▸ **The task**: Go through the entries below and count the lines where the word "Loads" appears; give only the count.
Supplied entries START
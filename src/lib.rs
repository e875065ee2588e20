//! Site payroll service for construction-site management.
//!
//! This crate normalizes daily labor reports into man-days, aggregates them
//! per worker and per site, manages monthly salary snapshots through their
//! issued, approved and paid states, and holds short-lived document previews.

#![warn(missing_docs)]

pub mod api;
pub mod calculation;
pub mod config;
pub mod error;
pub mod models;
pub mod session;
pub mod store;
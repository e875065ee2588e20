//! Configuration loading functionality.
//!
//! This module provides the [`ConfigLoader`] type for loading service
//! configuration from YAML files.

use std::collections::HashSet;
use std::fs;
use std::path::Path;

use rust_decimal::Decimal;

use crate::error::{PayrollError, PayrollResult};
use crate::models::Worker;

use super::types::{ApiUser, AppConfig, Role, ServiceConfig, UsersConfig, WorkersConfig};

/// Loads and provides access to service configuration.
///
/// The `ConfigLoader` reads YAML configuration files from a directory,
/// validates them as a whole and answers roster and user lookups.
///
/// # Directory Structure
///
/// ```text
/// config/default/
/// ├── service.yaml   # Server, preview and payroll settings
/// ├── workers.yaml   # Worker roster with daily wages
/// └── users.yaml     # API tokens and roles
/// ```
///
/// # Example
///
/// ```no_run
/// use site_payroll::config::ConfigLoader;
///
/// let loader = ConfigLoader::load("./config/default").unwrap();
///
/// let worker = loader.get_worker("w-001").unwrap();
/// println!("{} earns {} per man-day", worker.name, worker.daily_wage);
/// ```
#[derive(Debug, Clone)]
pub struct ConfigLoader {
    config: AppConfig,
}

impl ConfigLoader {
    /// Loads configuration from the specified directory.
    ///
    /// # Returns
    ///
    /// Returns a `ConfigLoader` instance on success, or an error if:
    /// - Any required file is missing
    /// - Any file contains invalid YAML
    /// - The files are inconsistent (see [`ConfigLoader::from_parts`])
    pub fn load<P: AsRef<Path>>(path: P) -> PayrollResult<Self> {
        let path = path.as_ref();

        let service = Self::load_yaml::<ServiceConfig>(&path.join("service.yaml"))?;
        let workers = Self::load_yaml::<WorkersConfig>(&path.join("workers.yaml"))?;
        let users = Self::load_yaml::<UsersConfig>(&path.join("users.yaml"))?;

        Self::from_parts(service, workers.workers, users.users)
    }

    /// Builds a loader from already-parsed parts, applying the same
    /// validation as [`ConfigLoader::load`].
    ///
    /// Rejects:
    /// - a zero default preview lifetime, or a default above the maximum
    /// - a withholding rate outside `[0, 1)`
    /// - duplicate worker ids or tokens
    /// - worker-role users without a roster entry
    pub fn from_parts(
        service: ServiceConfig,
        workers: Vec<Worker>,
        users: Vec<ApiUser>,
    ) -> PayrollResult<Self> {
        Self::validate_service(&service)?;
        Self::validate_workers(&workers)?;
        Self::validate_users(&users, &workers)?;

        Ok(Self {
            config: AppConfig::new(service, workers, users),
        })
    }

    /// Loads and parses a YAML file.
    fn load_yaml<T: serde::de::DeserializeOwned>(path: &Path) -> PayrollResult<T> {
        let path_str = path.display().to_string();

        let content = fs::read_to_string(path).map_err(|_| PayrollError::ConfigNotFound {
            path: path_str.clone(),
        })?;

        serde_yaml::from_str(&content).map_err(|e| PayrollError::ConfigParseError {
            path: path_str,
            message: e.to_string(),
        })
    }

    fn invalid(file: &str, message: impl Into<String>) -> PayrollError {
        PayrollError::ConfigParseError {
            path: file.to_string(),
            message: message.into(),
        }
    }

    fn validate_service(service: &ServiceConfig) -> PayrollResult<()> {
        let preview = &service.preview;
        if preview.default_ttl_secs == 0 {
            return Err(Self::invalid(
                "service.yaml",
                "preview.default_ttl_secs must be greater than zero",
            ));
        }
        if preview.default_ttl_secs > preview.max_ttl_secs {
            return Err(Self::invalid(
                "service.yaml",
                format!(
                    "preview.default_ttl_secs ({}) exceeds preview.max_ttl_secs ({})",
                    preview.default_ttl_secs, preview.max_ttl_secs
                ),
            ));
        }

        let rate = service.payroll.withholding_rate;
        if rate < Decimal::ZERO || rate >= Decimal::ONE {
            return Err(Self::invalid(
                "service.yaml",
                format!("payroll.withholding_rate must be in [0, 1), got {}", rate),
            ));
        }
        Ok(())
    }

    fn validate_workers(workers: &[Worker]) -> PayrollResult<()> {
        let mut seen = HashSet::new();
        for worker in workers {
            if !seen.insert(worker.id.as_str()) {
                return Err(Self::invalid(
                    "workers.yaml",
                    format!("duplicate worker id '{}'", worker.id),
                ));
            }
            if worker.daily_wage < Decimal::ZERO {
                return Err(Self::invalid(
                    "workers.yaml",
                    format!("worker '{}' has a negative daily wage", worker.id),
                ));
            }
        }
        Ok(())
    }

    fn validate_users(users: &[ApiUser], workers: &[Worker]) -> PayrollResult<()> {
        let mut tokens = HashSet::new();
        for user in users {
            if user.token.is_empty() {
                return Err(Self::invalid(
                    "users.yaml",
                    format!("user '{}' has an empty token", user.user_id),
                ));
            }
            if !tokens.insert(user.token.as_str()) {
                return Err(Self::invalid(
                    "users.yaml",
                    format!("user '{}' reuses another user's token", user.user_id),
                ));
            }
            match (&user.worker_id, user.role) {
                (None, Role::Worker) => {
                    return Err(Self::invalid(
                        "users.yaml",
                        format!("worker user '{}' has no worker_id", user.user_id),
                    ));
                }
                (Some(worker_id), _) if !workers.iter().any(|w| &w.id == worker_id) => {
                    return Err(Self::invalid(
                        "users.yaml",
                        format!(
                            "user '{}' refers to unknown worker '{}'",
                            user.user_id, worker_id
                        ),
                    ));
                }
                _ => {}
            }
        }
        Ok(())
    }

    /// Returns the underlying configuration.
    pub fn config(&self) -> &AppConfig {
        &self.config
    }

    /// Returns the service settings.
    pub fn service(&self) -> &ServiceConfig {
        self.config.service()
    }

    /// Gets a worker by id.
    ///
    /// # Returns
    ///
    /// Returns the worker if found, or `UnknownWorker` error.
    pub fn get_worker(&self, worker_id: &str) -> PayrollResult<&Worker> {
        self.config
            .workers()
            .get(worker_id)
            .ok_or_else(|| PayrollError::UnknownWorker {
                worker_id: worker_id.to_string(),
            })
    }

    /// Finds the user a bearer token belongs to.
    pub fn find_user(&self, token: &str) -> Option<&ApiUser> {
        self.config.users().get(token)
    }
}
//! Preview sessions for the document-preview flow.
//!
//! A preview is created in one request and displayed in a later one. Sessions
//! live only in this process and expire after a short TTL.

mod store;

pub use store::{PreviewSession, PreviewSessionStore};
Supplied entries END
▸ **Solution for this task**: 3